Mehmet Yeşiltepe: Gerçeklere ayna tutmaktır bizim işimiz
Madem gazeteciyiz, tutsaklıkta da olsa, bireysel değil, toplumsal bir aralıktan konuşmalı dilimiz.

Erdal Süsem: “Düşünce hazır olda durmaz”
İstiklal Mahkemeleri'nden Ağır Ceza Mahkemeleri'ne uzanan tarih aralığında, TC klasiğinin yargı organları; aydınları, basını, muhalif ve ilerici kesimleri nasıl “terbiye” edeceğiyle; devrimci ve sosyalistleri de hangi yöntemlerle tasfiye edeceğiyle görevlendirilmişti.

Miktat Algül: Trajik dönemin şifresi: T ve F tipi örgütlenme
Her türlü diktatörlüğe karşı legal yollardan demokratik direnişimizi gösterelim. Sokak sokak yürüyelim. Baskıya, zulme, kanunsuzluğa karşı haykıralım.

Füsun Erdoğan: TMY ve Özel Yetkili Ağır Ceza Mahkemelerine dur demek için!
Bu ülkede gerçekleri söyleyen ve yazanların yolu tıpkı baba ve annesi gibi sık sık işkenceli gözaltılardan ve sorgusuz sualsiz, hiçbir maddi kanıta dayanmadan yıllarca hapis yatmaktan geçiyordu.

Musa Kurt: Hepimiz “terörist gazeteci” olmalıyız
Bugünün zulmünü teşhir etme onuru da bugünün gazetecilerinin olacak. Sorun “terörist gazeteci” olmakta. Gerisi gelir… (AS)

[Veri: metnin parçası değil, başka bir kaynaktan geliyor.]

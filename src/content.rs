//! Copy and colour tokens rendered by the landing page sections.

pub const BRAND: &str = "Profilio";

pub static NAV_ITEMS: [&str; 4] = ["Features", "Templates", "Pricing", "Contact"];

pub fn nav_anchor(label: &str) -> String {
    format!("#{}", label.to_lowercase())
}

pub struct Step {
    pub number: u8,
    pub title: &'static str,
    pub description: &'static str,
    /// CSS gradient used for the step badge and accents.
    pub gradient: &'static str,
}

pub static STEPS: [Step; 3] = [
    Step {
        number: 1,
        title: "Choose a Template",
        description: "Select from our curated collection of professional portfolio templates",
        gradient: "linear-gradient(90deg, #60a5fa, #22d3ee)",
    },
    Step {
        number: 2,
        title: "Customize Your Content",
        description: "Add your projects, skills, and personal information with our intuitive editor",
        gradient: "linear-gradient(90deg, #c084fc, #f472b6)",
    },
    Step {
        number: 3,
        title: "Publish & Share",
        description: "Deploy your portfolio instantly and share it with the world",
        gradient: "linear-gradient(90deg, #fb923c, #f87171)",
    },
];

pub struct Tool {
    pub name: &'static str,
    pub color: &'static str,
    pub icon: &'static str,
}

pub static TOOLS: [Tool; 12] = [
    Tool { name: "Git", color: "#f97316", icon: "G" },
    Tool { name: "VS Code", color: "#3b82f6", icon: "VS" },
    Tool { name: "Figma", color: "#a855f7", icon: "F" },
    Tool { name: "GitHub", color: "#1f2937", icon: "GH" },
    Tool { name: "Slack", color: "#22c55e", icon: "S" },
    Tool { name: "Notion", color: "#000000", icon: "N" },
    Tool { name: "Discord", color: "#6366f1", icon: "D" },
    Tool { name: "Chrome", color: "#ef4444", icon: "C" },
    Tool { name: "Safari", color: "#60a5fa", icon: "S" },
    Tool { name: "Firefox", color: "#ea580c", icon: "F" },
    Tool { name: "Edge", color: "#2563eb", icon: "E" },
    Tool { name: "Opera", color: "#dc2626", icon: "O" },
];

#[derive(Clone, Copy, PartialEq)]
pub enum IntegrationKind {
    Checklist(&'static [&'static str]),
    Meter { label: &'static str, value: &'static str, percent: u8 },
    Action(&'static str),
}

pub struct Integration {
    pub badge: &'static str,
    pub gradient: &'static str,
    pub title: &'static str,
    pub description: &'static str,
    pub kind: IntegrationKind,
}

pub static INTEGRATIONS: [Integration; 3] = [
    Integration {
        badge: "API",
        gradient: "linear-gradient(90deg, #4ade80, #3b82f6)",
        title: "API Integration",
        description: "Connect directly with your GitHub, GitLab, or Bitbucket repositories to automatically sync your projects.",
        kind: IntegrationKind::Checklist(&["Real-time synchronization", "Automatic updates", "Secure connections"]),
    },
    Integration {
        badge: "📊",
        gradient: "linear-gradient(90deg, #c084fc, #ec4899)",
        title: "Smart Analytics",
        description: "Track visitor engagement, project views, and portfolio performance with detailed analytics.",
        kind: IntegrationKind::Meter { label: "Monthly Views", value: "2,847", percent: 75 },
    },
    Integration {
        badge: "🚀",
        gradient: "linear-gradient(90deg, #fb923c, #ef4444)",
        title: "One-Click Deploy",
        description: "Deploy your portfolio to Vercel, Netlify, or GitHub Pages with a single click.",
        kind: IntegrationKind::Action("Deploy Now"),
    },
];

#[derive(Clone, Copy, Debug, PartialEq, Eq, Hash)]
pub enum Mockup {
    Dashboard,
    Analytics,
    Showcase,
    Sync,
    Collaboration,
    Templates,
}

pub struct Feature {
    pub title: &'static str,
    pub subtitle: &'static str,
    pub description: &'static str,
    pub card_background: &'static str,
    pub decoration: &'static str,
    pub mockup: Mockup,
}

pub static FEATURES: [Feature; 6] = [
    Feature {
        title: "One Profile, Infinite Possibilities",
        subtitle: "Unified Dashboard",
        description: "Centralize all your projects, skills, and achievements in one beautiful, organized space.",
        card_background: "linear-gradient(135deg, #faf5ff, #fdf2f8)",
        decoration: "linear-gradient(135deg, #f3e8ff, #fce7f3)",
        mockup: Mockup::Dashboard,
    },
    Feature {
        title: "Smart Analytics",
        subtitle: "Track & Optimize",
        description: "Get detailed insights into your portfolio performance and visitor engagement.",
        card_background: "linear-gradient(135deg, #eff6ff, #ecfeff)",
        decoration: "linear-gradient(135deg, #dbeafe, #cffafe)",
        mockup: Mockup::Analytics,
    },
    Feature {
        title: "Custom Showcase",
        subtitle: "Stand Out",
        description: "Create unique project presentations that showcase your work in the best light.",
        card_background: "linear-gradient(135deg, #f0fdf4, #ecfdf5)",
        decoration: "linear-gradient(135deg, #dcfce7, #d1fae5)",
        mockup: Mockup::Showcase,
    },
    Feature {
        title: "Real-time Sync",
        subtitle: "Always Updated",
        description: "Automatically sync with your repositories and keep your portfolio current.",
        card_background: "linear-gradient(135deg, #fff7ed, #fef2f2)",
        decoration: "linear-gradient(135deg, #ffedd5, #fee2e2)",
        mockup: Mockup::Sync,
    },
    Feature {
        title: "Collaboration Tools",
        subtitle: "Work Together",
        description: "Share projects, get feedback, and collaborate with other developers.",
        card_background: "linear-gradient(135deg, #eef2ff, #faf5ff)",
        decoration: "linear-gradient(135deg, #e0e7ff, #f3e8ff)",
        mockup: Mockup::Collaboration,
    },
    Feature {
        title: "Dynamic Templates",
        subtitle: "Endless Customization",
        description: "Choose from professionally designed templates or create your own unique style.",
        card_background: "linear-gradient(135deg, #fdf2f8, #fff1f2)",
        decoration: "linear-gradient(135deg, #fce7f3, #ffe4e6)",
        mockup: Mockup::Templates,
    },
];

pub const MAX_RATING: u8 = 5;

pub struct Testimonial {
    pub name: &'static str,
    pub role: &'static str,
    pub company: &'static str,
    pub initials: &'static str,
    pub rating: u8,
    pub quote: &'static str,
    pub background: &'static str,
    pub accent: &'static str,
}

pub static TESTIMONIALS: [Testimonial; 3] = [
    Testimonial {
        name: "Elena Davis",
        role: "Full Stack Developer",
        company: "TechCorp",
        initials: "ED",
        rating: 5,
        quote: "Profilio transformed how I showcase my work. The seamless GitHub integration and beautiful templates made creating my portfolio effortless.",
        background: "linear-gradient(135deg, #dbeafe, #cffafe)",
        accent: "#3b82f6",
    },
    Testimonial {
        name: "Carlos Mitchell",
        role: "Frontend Engineer",
        company: "StartupX",
        initials: "CM",
        rating: 5,
        quote: "The analytics feature helped me understand which projects resonate most with employers. Got 3 job offers in 2 weeks!",
        background: "linear-gradient(135deg, #f3e8ff, #fce7f3)",
        accent: "#a855f7",
    },
    Testimonial {
        name: "Aisha Patel",
        role: "UI/UX Designer",
        company: "Design Studio",
        initials: "AP",
        rating: 5,
        quote: "Finally, a platform that understands designers and developers. The customization options are incredible and the results speak for themselves.",
        background: "linear-gradient(135deg, #dcfce7, #d1fae5)",
        accent: "#22c55e",
    },
];

pub struct Stat {
    pub figure: &'static str,
    pub label: &'static str,
}

pub static STATS: [Stat; 4] = [
    Stat { figure: "50K+", label: "Developers" },
    Stat { figure: "200K+", label: "Portfolios Created" },
    Stat { figure: "1M+", label: "Project Views" },
    Stat { figure: "98%", label: "Satisfaction Rate" },
];

pub struct Highlight {
    pub icon: &'static str,
    pub title: &'static str,
    pub description: &'static str,
}

pub static CTA_HIGHLIGHTS: [Highlight; 3] = [
    Highlight { icon: "⚡", title: "Lightning Fast", description: "Set up in under 5 minutes" },
    Highlight { icon: "🔒", title: "Secure & Private", description: "Your data is always protected" },
    Highlight { icon: "💎", title: "Premium Quality", description: "Professional designs that impress" },
];

pub struct FooterColumn {
    pub category: &'static str,
    pub links: [&'static str; 4],
}

pub static FOOTER_COLUMNS: [FooterColumn; 4] = [
    FooterColumn { category: "Product", links: ["Features", "Templates", "Pricing", "Integrations"] },
    FooterColumn { category: "Company", links: ["About", "Blog", "Careers", "Press"] },
    FooterColumn { category: "Resources", links: ["Documentation", "Help Center", "Community", "Status"] },
    FooterColumn { category: "Legal", links: ["Privacy", "Terms", "Cookies", "Licenses"] },
];

pub struct SocialLink {
    pub name: &'static str,
    pub icon: &'static str,
    pub href: &'static str,
}

pub static SOCIAL_LINKS: [SocialLink; 4] = [
    SocialLink { name: "Twitter", icon: "T", href: "#" },
    SocialLink { name: "GitHub", icon: "G", href: "#" },
    SocialLink { name: "LinkedIn", icon: "L", href: "#" },
    SocialLink { name: "Discord", icon: "D", href: "#" },
];

pub static LEGAL_LINKS: [&str; 3] = ["Privacy Policy", "Terms of Service", "Cookie Policy"];

#[cfg(test)]
mod tests {
    use super::*;
    use std::collections::HashSet;

    fn assert_unique<'a>(keys: impl IntoIterator<Item = &'a str>) {
        let mut seen = HashSet::new();
        for key in keys {
            assert!(!key.is_empty(), "empty key");
            assert!(seen.insert(key), "duplicate key {}", key);
        }
    }

    #[test]
    fn steps_are_numbered_from_one() {
        for (i, step) in STEPS.iter().enumerate() {
            assert_eq!(step.number as usize, i + 1);
            assert!(!step.title.is_empty());
            assert!(!step.description.is_empty());
        }
    }

    #[test]
    fn ratings_fit_the_star_row() {
        for t in &TESTIMONIALS {
            assert!(t.rating <= MAX_RATING, "{} rated {}", t.name, t.rating);
        }
    }

    #[test]
    fn render_keys_are_unique() {
        assert_unique(NAV_ITEMS);
        assert_unique(TOOLS.iter().map(|t| t.name));
        assert_unique(FEATURES.iter().map(|f| f.title));
        assert_unique(TESTIMONIALS.iter().map(|t| t.name));
        assert_unique(STATS.iter().map(|s| s.label));
        assert_unique(CTA_HIGHLIGHTS.iter().map(|h| h.title));
        assert_unique(FOOTER_COLUMNS.iter().map(|c| c.category));
        assert_unique(SOCIAL_LINKS.iter().map(|s| s.name));
        for column in &FOOTER_COLUMNS {
            assert_unique(column.links);
        }
    }

    #[test]
    fn every_mockup_is_shown_once() {
        let mockups: HashSet<Mockup> = FEATURES.iter().map(|f| f.mockup).collect();
        assert_eq!(mockups.len(), FEATURES.len());
    }

    #[test]
    fn meter_is_a_percentage() {
        for integration in &INTEGRATIONS {
            if let IntegrationKind::Meter { percent, .. } = integration.kind {
                assert!(percent <= 100);
            }
        }
    }

    #[test]
    fn anchors_are_lowercase_fragments() {
        assert_eq!(nav_anchor("Features"), "#features");
        assert_eq!(nav_anchor("Contact"), "#contact");
    }
}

* Gazetede, iki yıl kadar cezaevinde tutuklu kaldıktan sonra 14 Ağustos 2011'de tahliye edilmesinin ardından, 12 Ekim'de yaşamını yitiren, Özgür Gelecek ve Partizan dergilerinin Kartal muhabiri, çevirmen Suzan Zengin anısına yazılan bir yazı da bulunuyor.